_What the exercise asks_. Copy the first line of the material below and every later line through the line containing "outcome, kind, id", without any other output.

_Material for this exercise_.
[Start of section]
fn finish(ctx: &mut SimulationContext, termination: Option<Termination>) -> SimulatedResponse {
    let headers = ctx.response().headers.clone();
    let response = match termination {
        Some(Termination { outcome, kind, id }) => SimulatedResponse {
            status_code: outcome.status_code,
            status_text: outcome.status_text,
            headers,
            body: outcome.body,
            terminated: true,
            terminated_by: Some(kind),
            terminated_by_id: Some(id),
        },
        None => SimulatedResponse {
            headers,
            ..SimulatedResponse::ok()
        },
    };
    *ctx.response_mut() = response.clone();
    response
}

/// Simulates `repeat_count` requests with the default registry and settings.
///
/// # Errors
///
/// Returns [`daedalus_core::DaedalusError::UnknownMiddlewareKind`] if a
/// node's kind has no registered handler.
///
/// # Example
///
/// ```
/// use daedalus_core::{MiddlewareKind, MiddlewareNode, Pipeline, SimulationRequest};
/// use daedalus_middleware::simulate_pipeline;
///
/// let mut pipeline = Pipeline::new("p1", "API");
/// pipeline.add_node(MiddlewareNode::new("auth", MiddlewareKind::Authentication, 0)).unwrap();
///
/// let result = simulate_pipeline(&pipeline, &SimulationRequest::get("/api/users"), 1).unwrap();
/// assert_eq!(result.response.status_code, 401);
/// assert_eq!(result.response.terminated_by, Some(MiddlewareKind::Authentication));
/// assert!(!result.success);
/// ```
pub fn simulate_pipeline(
    pipeline: &Pipeline,
    request: &SimulationRequest,
    repeat_count: usize,
) -> DaedalusResult<SimulationResult> {
    Simulator::default().simulate_repeated(pipeline, request, repeat_count)
}

#[cfg(test)]
mod tests {
    use super::*;
    use daedalus_core::{BranchCondition, BranchConfig, ConditionOperator, MiddlewareConfig};

    fn pipeline(nodes: Vec<MiddlewareNode>) -> Pipeline {
        let mut pipeline = Pipeline::new("p", "P");
        pipeline.middlewares = nodes;
        pipeline
    }

    fn custom(id: &str, order: i64) -> MiddlewareNode {
        MiddlewareNode::new(id, MiddlewareKind::Custom, order)
            .with_config(MiddlewareConfig::new().with("className", id))
    }

    fn endpoint(id: &str, path: &str, order: i64) -> MiddlewareNode {
        MiddlewareNode::new(id, MiddlewareKind::MinimalApiEndpoint, order).with_config(
            MiddlewareConfig::new()
                .with("httpMethod", "GET")
                .with("path", path),
        )
    }

    fn ids(result: &SimulationResult) -> Vec<&str> {
        result
            .steps
            .iter()
            .filter_map(|step| step.middleware_id.as_deref())
            .collect()
    }

    #[test]
    fn test_empty_pipeline_is_ok() {
        let result = simulate_pipeline(&pipeline(vec![]), &SimulationRequest::get("/"), 1).unwrap();
        assert!(result.success);
        assert!(result.steps.is_empty());
        assert_eq!(result.response.status_code, 200);
        assert!(!result.response.terminated);
        assert_eq!(result.iterations.len(), 1);
    }

    #[test]
    fn test_nodes_run_in_order_not_position() {
        let result = simulate_pipeline(
            &pipeline(vec![custom("second", 5), custom("first", 1)]),
            &SimulationRequest::get("/"),
            1,
        )
        .unwrap();
        assert_eq!(ids(&result), vec!["first", "second"]);
    }

    #[test]
    fn test_hoisting_with_multiple_endpoints() {
        let nodes = vec![
            custom("head", 0),
            endpoint("e1", "/a", 1),
            custom("late1", 2),
            endpoint("e2", "/b", 3),
            custom("late2", 4),
        ];
        let result = simulate_pipeline(&pipeline(nodes), &SimulationRequest::get("/b"), 1).unwrap();

        assert_eq!(
            ids(&result),
            vec!["head", "late1", "late2", "e1", "e2", "e2"]
        );
        let note = &result.steps[1];
        assert_eq!(note.decision, StepDecision::Info);
        assert_eq!(note.middleware_name, "Simulator");
        assert_eq!(note.middleware_id, None);
        assert_eq!(note.middleware_type, None);
        assert_eq!(note.context["endpoint"], "e1");
        assert!(note.action.contains("Code order"));
        assert!(note.action.contains("Execution order"));
        assert_eq!(result.response.terminated_by_id.as_deref(), Some("e2"));
    }

    #[test]
    fn test_terminal_node_stops_pipeline() {
        let routing = MiddlewareNode::new("routes", MiddlewareKind::Routing, 0)
            .with_config(MiddlewareConfig::new().with("routes", vec!["/api/*"]));
        let result = simulate_pipeline(
            &pipeline(vec![routing, custom("after", 1)]),
            &SimulationRequest::get("/home"),
            1,
        )
        .unwrap();
        assert_eq!(result.response.status_code, 404);
        assert!(!result.success);
        assert_eq!(ids(&result), vec!["routes"]);
    }

    #[test]
    fn test_branch_selects_arm() {
        let branch = BranchConfig::new(BranchCondition::header(
            "X-Beta",
            ConditionOperator::Equals,
            "1",
        ))
        .on_true(vec![custom("beta", 0)])
        .on_false(vec![custom("stable", 0)]);
        let fork = custom("fork", 0).with_branch(branch);
        let pipeline = pipeline(vec![fork, custom("tail", 1)]);

        let beta = simulate_pipeline(
            &pipeline,
            &SimulationRequest::get("/").with_header("x-beta", "1"),
            1,
        )
        .unwrap();
        assert_eq!(ids(&beta), vec!["fork", "fork", "beta", "tail"]);
        assert_eq!(beta.steps[1].decision, StepDecision::TrueBranch);

        let stable = simulate_pipeline(&pipeline, &SimulationRequest::get("/"), 1).unwrap();
        assert_eq!(ids(&stable), vec!["fork", "fork", "stable", "tail"]);
        assert_eq!(stable.steps[1].decision, StepDecision::FalseBranch);
    }

    #[test]
    fn test_branch_cycle_is_skipped() {
        let inner = custom("loop", 0);
        let outer = custom("loop", 0)
            .with_branch(BranchConfig::new(BranchCondition::authenticated()).on_false(vec![inner]));
        let result = simulate_pipeline(&pipeline(vec![outer]), &SimulationRequest::get("/"), 1).unwrap();
        assert_eq!(result.steps.last().map(|s| s.decision), Some(StepDecision::Skip));
        assert!(result.success);
    }

    #[test]
    fn test_branch_depth_limit() {
        let leaf = custom("leaf", 0);
        let fork = custom("fork", 0)
            .with_branch(BranchConfig::new(BranchCondition::authenticated()).on_false(vec![leaf]));
        let simulator = Simulator::default().with_settings(SimulationSettings {
            max_branch_depth: 0,
            ..SimulationSettings::default()
        });
        let result = simulator
            .simulate(&pipeline(vec![fork]), &SimulationRequest::get("/"))
            .unwrap();
        assert_eq!(result.steps.len(), 3);
        assert_eq!(result.steps[2].decision, StepDecision::Skip);
    }

    #[test]
    fn test_repeat_count_clamped() {
        let simulator = Simulator::default().with_settings(SimulationSettings {
            max_repeat_count: 3,
            ..SimulationSettings::default()
        });
        let result = simulator
            .simulate_repeated(&pipeline(vec![custom("c", 0)]), &SimulationRequest::get("/"), 10)
            .unwrap();
        assert_eq!(result.iterations.len(), 3);
        assert_eq!(result.steps[0].action, "Request #1");
        assert_eq!(result.steps[0].middleware_name, "Simulator");

        let once = simulator
            .simulate_repeated(&pipeline(vec![custom("c", 0)]), &SimulationRequest::get("/"), 0)
            .unwrap();
        assert_eq!(once.iterations.len(), 1);
        assert_eq!(once.steps.len(), 1);
    }

    #[test]
    fn test_unknown_handler_fails_fast() {
        let simulator = Simulator::new(HandlerRegistry::empty());
        let result = simulator.simulate(&pipeline(vec![custom("c", 0)]), &SimulationRequest::get("/"));
        assert!(result.is_err());
    }

    #[test]
    fn test_result_serialization() {
        let result = simulate_pipeline(&pipeline(vec![custom("c", 0)]), &SimulationRequest::get("/"), 1).unwrap();
        let value = serde_json::to_value(&result).unwrap();
        assert_eq!(value["success"], true);
        assert!(value["duration"].is_number());
        assert_eq!(value["response"]["statusCode"], 200);
        assert_eq!(value["steps"][0]["decision"], "continue");
        assert_eq!(value["iterations"][0]["requestNumber"], 1);
    }
}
[End of section]
_Result of the exercise_.
fn finish(ctx: &mut SimulationContext, termination: Option<Termination>) -> SimulatedResponse {
    let headers = ctx.response().headers.clone();
    let response = match termination {
        Some(Termination { outcome, kind, id }) => SimulatedResponse {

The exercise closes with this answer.